The Scots Pine is a conifer (evergreen) and keeps its needles on the tree all year long.  Each needle is gradually replaced, but may take 3-4 years to do so.  The tree is native to Eurasia and thrives in moderate to cold climates.  It is one of the most widely distributed trees in the world, and very long-lived.  May go 700+ years in its native range, 200+ years here in the US.


NEEDLES

Conifers have needles instead of leaves, but they perform the same functions - turning sunlight into energy, taking in CO2, and releasing O2.  Scots Pine needles come in groups of two needles which are connected to the stem by what looks like a suction cup (fascicle).


BARK

The lower portion of the tree features rough plates of mature dark bark.  This thick bark protects the lower portion of the tree from damage from brush or pine straw fires.  However, the thick bark does not "breathe" as efficiently as thinner bark.  So the upper branches feature lighter, thinner, reddish bark.  This type of bark excels at exchanging gases and vapor and helps to balance the entire tree's metabolism.

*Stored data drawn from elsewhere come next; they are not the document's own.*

//! 开课存储操作
//!
//! 容量口径：活跃选课数（withdrawn = false）对照弹性容量，
//! 计算逻辑见 models::offerings::entities。

use std::collections::HashMap;

use super::SeaOrmStorage;
use crate::entity::course_offerings::{ActiveModel, Column, Entity as CourseOfferings};
use crate::entity::courses::{Column as CourseColumn, Entity as Courses};
use crate::entity::enrollments::{Column as EnrollmentColumn, Entity as Enrollments};
use crate::entity::teachers::{Column as TeacherColumn, Entity as Teachers};
use crate::entity::users::{Column as UserColumn, Entity as Users};
use crate::errors::{Result, SchoolSystemError};
use crate::models::{
    PaginationInfo,
    offerings::{
        entities::{self, CourseOffering},
        requests::{CreateOfferingRequest, OfferingListQuery, UpdateOfferingRequest},
        responses::{OfferingDetail, OfferingListResponse, OfferingSummary},
    },
};
use crate::utils::escape_like_pattern;
use sea_orm::{
    ActiveModelTrait, ColumnTrait, Condition, EntityTrait, PaginatorTrait, QueryFilter, QueryOrder,
    QuerySelect, Set,
};

impl SeaOrmStorage {
    /// 创建开课
    pub async fn create_offering_impl(&self, req: CreateOfferingRequest) -> Result<CourseOffering> {
        if self.get_course_by_id_impl(req.course_id).await?.is_none() {
            return Err(SchoolSystemError::not_found("课程不存在"));
        }

        if self.get_semester_by_id_impl(req.semester_id).await?.is_none() {
            return Err(SchoolSystemError::not_found("学期不存在"));
        }

        if let Some(teacher_id) = req.teacher_id
            && self.get_teacher_by_id_impl(teacher_id).await?.is_none()
        {
            return Err(SchoolSystemError::not_found("教师不存在"));
        }

        let now = chrono::Utc::now().timestamp();

        let model = ActiveModel {
            course_id: Set(req.course_id),
            semester_id: Set(req.semester_id),
            teacher_id: Set(req.teacher_id),
            max_students: Set(req.max_students),
            schedule: Set(req.schedule),
            is_active: Set(true),
            created_at: Set(now),
            updated_at: Set(now),
            ..Default::default()
        };

        let result = model.insert(&self.db).await.map_err(|e| {
            super::map_unique_violation(e, "该课程在该学期已由同一教师开课", "创建开课失败")
        })?;

        Ok(result.into_course_offering())
    }

    /// 通过 ID 获取开课
    pub async fn get_offering_by_id_impl(&self, id: i64) -> Result<Option<CourseOffering>> {
        let result = CourseOfferings::find_by_id(id)
            .one(&self.db)
            .await
            .map_err(|e| SchoolSystemError::database_operation(format!("查询开课失败: {e}")))?;

        Ok(result.map(|m| m.into_course_offering()))
    }

    /// 开课详情，容量信息按当前活跃选课数实时计算
    pub async fn get_offering_detail_impl(&self, id: i64) -> Result<Option<OfferingDetail>> {
        let offering = match self.get_offering_by_id_impl(id).await? {
            Some(offering) => offering,
            None => return Ok(None),
        };

        let current = self.count_active_enrollment_impl(id).await?;

        Ok(Some(OfferingDetail {
            current_enrollment: current,
            effective_capacity: entities::effective_capacity(offering.max_students, current),
            available_slots: entities::available_slots(offering.max_students, current),
            is_full: entities::is_full(offering.max_students, current),
            offering,
        }))
    }

    /// 分页列出开课摘要
    pub async fn list_offerings_with_pagination_impl(
        &self,
        query: OfferingListQuery,
    ) -> Result<OfferingListResponse> {
        let page = query.page.unwrap_or(1).max(1) as u64;
        let size = query.size.unwrap_or(10).clamp(1, 100) as u64;

        let mut select = CourseOfferings::find().filter(Column::IsActive.eq(true));

        if let Some(semester_id) = query.semester_id {
            select = select.filter(Column::SemesterId.eq(semester_id));
        }

        // 课程侧条件先收集课程 ID 再过滤开课
        let has_course_filter = query.department_id.is_some()
            || query.credits.is_some()
            || query
                .search
                .as_ref()
                .is_some_and(|s| !s.trim().is_empty());

        if has_course_filter {
            let mut course_select = Courses::find();

            if let Some(department_id) = query.department_id {
                course_select = course_select.filter(CourseColumn::DepartmentId.eq(department_id));
            }

            if let Some(credits) = query.credits {
                course_select = course_select.filter(CourseColumn::Credits.eq(credits));
            }

            if let Some(ref search) = query.search
                && !search.trim().is_empty()
            {
                let escaped = escape_like_pattern(search.trim());
                course_select = course_select.filter(
                    Condition::any()
                        .add(CourseColumn::Code.contains(&escaped))
                        .add(CourseColumn::Name.contains(&escaped)),
                );
            }

            let course_ids: Vec<i64> = course_select
                .all(&self.db)
                .await
                .map_err(|e| SchoolSystemError::database_operation(format!("查询课程失败: {e}")))?
                .into_iter()
                .map(|c| c.id)
                .collect();

            if course_ids.is_empty() {
                return Ok(OfferingListResponse {
                    items: vec![],
                    pagination: PaginationInfo {
                        page: page as i64,
                        page_size: size as i64,
                        total: 0,
                        total_pages: 0,
                    },
                });
            }

            select = select.filter(Column::CourseId.is_in(course_ids));
        }

        select = select.order_by_asc(Column::Id);

        let paginator = select.paginate(&self.db, size);
        let total = paginator
            .num_items()
            .await
            .map_err(|e| SchoolSystemError::database_operation(format!("查询开课总数失败: {e}")))?;

        let pages = paginator
            .num_pages()
            .await
            .map_err(|e| SchoolSystemError::database_operation(format!("查询开课页数失败: {e}")))?;

        let offerings = paginator
            .fetch_page(page - 1)
            .await
            .map_err(|e| SchoolSystemError::database_operation(format!("查询开课列表失败: {e}")))?;

        let items = self.build_offering_summaries(offerings).await?;

        Ok(OfferingListResponse {
            items,
            pagination: PaginationInfo {
                page: page as i64,
                page_size: size as i64,
                total: total as i64,
                total_pages: pages as i64,
            },
        })
    }

    /// 更新开课信息
    pub async fn update_offering_impl(
        &self,
        id: i64,
        update: UpdateOfferingRequest,
    ) -> Result<Option<CourseOffering>> {
        let existing = self.get_offering_by_id_impl(id).await?;
        if existing.is_none() {
            return Ok(None);
        }

        if let Some(teacher_id) = update.teacher_id
            && self.get_teacher_by_id_impl(teacher_id).await?.is_none()
        {
            return Err(SchoolSystemError::not_found("教师不存在"));
        }

        let now = chrono::Utc::now().timestamp();

        let mut model = ActiveModel {
            id: Set(id),
            updated_at: Set(now),
            ..Default::default()
        };

        if let Some(teacher_id) = update.teacher_id {
            model.teacher_id = Set(Some(teacher_id));
        }

        if let Some(max_students) = update.max_students {
            model.max_students = Set(max_students);
        }

        if let Some(schedule) = update.schedule {
            model.schedule = Set(Some(schedule));
        }

        if let Some(is_active) = update.is_active {
            model.is_active = Set(is_active);
        }

        let result = model.update(&self.db).await.map_err(|e| {
            super::map_unique_violation(e, "该课程在该学期已由同一教师开课", "更新开课失败")
        })?;

        Ok(Some(result.into_course_offering()))
    }

    /// 删除开课
    pub async fn delete_offering_impl(&self, id: i64) -> Result<bool> {
        let result = CourseOfferings::delete_by_id(id)
            .exec(&self.db)
            .await
            .map_err(|e| SchoolSystemError::database_operation(format!("删除开课失败: {e}")))?;

        Ok(result.rows_affected > 0)
    }

    /// 活跃选课数（不含已退课）
    pub async fn count_active_enrollment_impl(&self, offering_id: i64) -> Result<i64> {
        let count = Enrollments::find()
            .filter(
                Condition::all()
                    .add(EnrollmentColumn::CourseOfferingId.eq(offering_id))
                    .add(EnrollmentColumn::Withdrawn.eq(false)),
            )
            .count(&self.db)
            .await
            .map_err(|e| SchoolSystemError::database_operation(format!("统计选课人数失败: {e}")))?;

        Ok(count as i64)
    }

    /// 把开课记录批量组装成摘要（课程、教师、实时容量）
    pub(crate) async fn build_offering_summaries(
        &self,
        offerings: Vec<crate::entity::course_offerings::Model>,
    ) -> Result<Vec<OfferingSummary>> {
        if offerings.is_empty() {
            return Ok(vec![]);
        }

        let offering_ids: Vec<i64> = offerings.iter().map(|o| o.id).collect();
        let course_ids: Vec<i64> = offerings.iter().map(|o| o.course_id).collect();
        let teacher_ids: Vec<i64> = offerings.iter().filter_map(|o| o.teacher_id).collect();

        // 课程信息
        let courses: HashMap<i64, crate::entity::courses::Model> = Courses::find()
            .filter(CourseColumn::Id.is_in(course_ids))
            .all(&self.db)
            .await
            .map_err(|e| SchoolSystemError::database_operation(format!("查询课程失败: {e}")))?
            .into_iter()
            .map(|c| (c.id, c))
            .collect();

        // 教师显示名（档案 -> 账号）
        let mut teacher_names: HashMap<i64, String> = HashMap::new();
        if !teacher_ids.is_empty() {
            let teachers = Teachers::find()
                .filter(TeacherColumn::Id.is_in(teacher_ids))
                .all(&self.db)
                .await
                .map_err(|e| SchoolSystemError::database_operation(format!("查询教师失败: {e}")))?;

            let user_ids: Vec<i64> = teachers.iter().map(|t| t.user_id).collect();
            let users: HashMap<i64, crate::entity::users::Model> = Users::find()
                .filter(UserColumn::Id.is_in(user_ids))
                .all(&self.db)
                .await
                .map_err(|e| SchoolSystemError::database_operation(format!("查询用户失败: {e}")))?
                .into_iter()
                .map(|u| (u.id, u))
                .collect();

            for teacher in teachers {
                if let Some(user) = users.get(&teacher.user_id) {
                    let name = user
                        .display_name
                        .clone()
                        .unwrap_or_else(|| user.username.clone());
                    teacher_names.insert(teacher.id, name);
                }
            }
        }

        // 每个开课的活跃选课数，一次分组查询取回
        let counts: Vec<(i64, i64)> = Enrollments::find()
            .select_only()
            .column(EnrollmentColumn::CourseOfferingId)
            .column_as(EnrollmentColumn::Id.count(), "count")
            .filter(EnrollmentColumn::CourseOfferingId.is_in(offering_ids))
            .filter(EnrollmentColumn::Withdrawn.eq(false))
            .group_by(EnrollmentColumn::CourseOfferingId)
            .into_tuple()
            .all(&self.db)
            .await
            .map_err(|e| SchoolSystemError::database_operation(format!("统计选课人数失败: {e}")))?;

        let count_map: HashMap<i64, i64> = counts.into_iter().collect();

        let mut items = Vec::with_capacity(offerings.len());
        for offering in offerings {
            let course = match courses.get(&offering.course_id) {
                Some(course) => course,
                None => continue,
            };

            let current = count_map.get(&offering.id).copied().unwrap_or(0);

            items.push(OfferingSummary {
                id: offering.id,
                course_code: course.code.clone(),
                course_name: course.name.clone(),
                credits: course.credits,
                department_id: course.department_id,
                teacher_name: offering
                    .teacher_id
                    .and_then(|id| teacher_names.get(&id).cloned()),
                schedule: offering.schedule.clone(),
                max_students: offering.max_students,
                current_enrollment: current,
                effective_capacity: entities::effective_capacity(offering.max_students, current),
                available_slots: entities::available_slots(offering.max_students, current),
                is_full: entities::is_full(offering.max_students, current),
            });
        }

        Ok(items)
    }
}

This coloration is completely normal, even vital, for Pinus sylvestris.


CONES (FEMALE)

Most conifers have male and female cones on the same tree (monecious).  The females begin as small red cones at the tips of new growth in spring, and then turn green during intermediate growth during first summer (left). They turn brown at maturity.  Mature cones (right) may be found on trees at any time.  It takes two years for a single cone to become fully mature. When the cones open, they release a winged seed to aid dispersion. Cones are app. 2 inches and circular when fully open.


CONES (MALE)

Male cones are dormant most of the year, but swell and producing pollen in April/May.  They are a remarkable sight but you have to look close to see the early stage (left) in April.  By May/June they are easy to spot on all trees (right).


WINTER

Most conifers change color slightly in winter and lose some of their vibrant green.  The Scots Pine does not show this color variation and largely stays the same during all four seasons.

The Scots Pine was planted around 1950, probably by the Hunter Family (Charles and Leila Hunter donated their property to become Westmoor Park).  Current DBH (Diameter-at-Breast-Height) is app. 17 inches, consistent with its approximate age and planting date.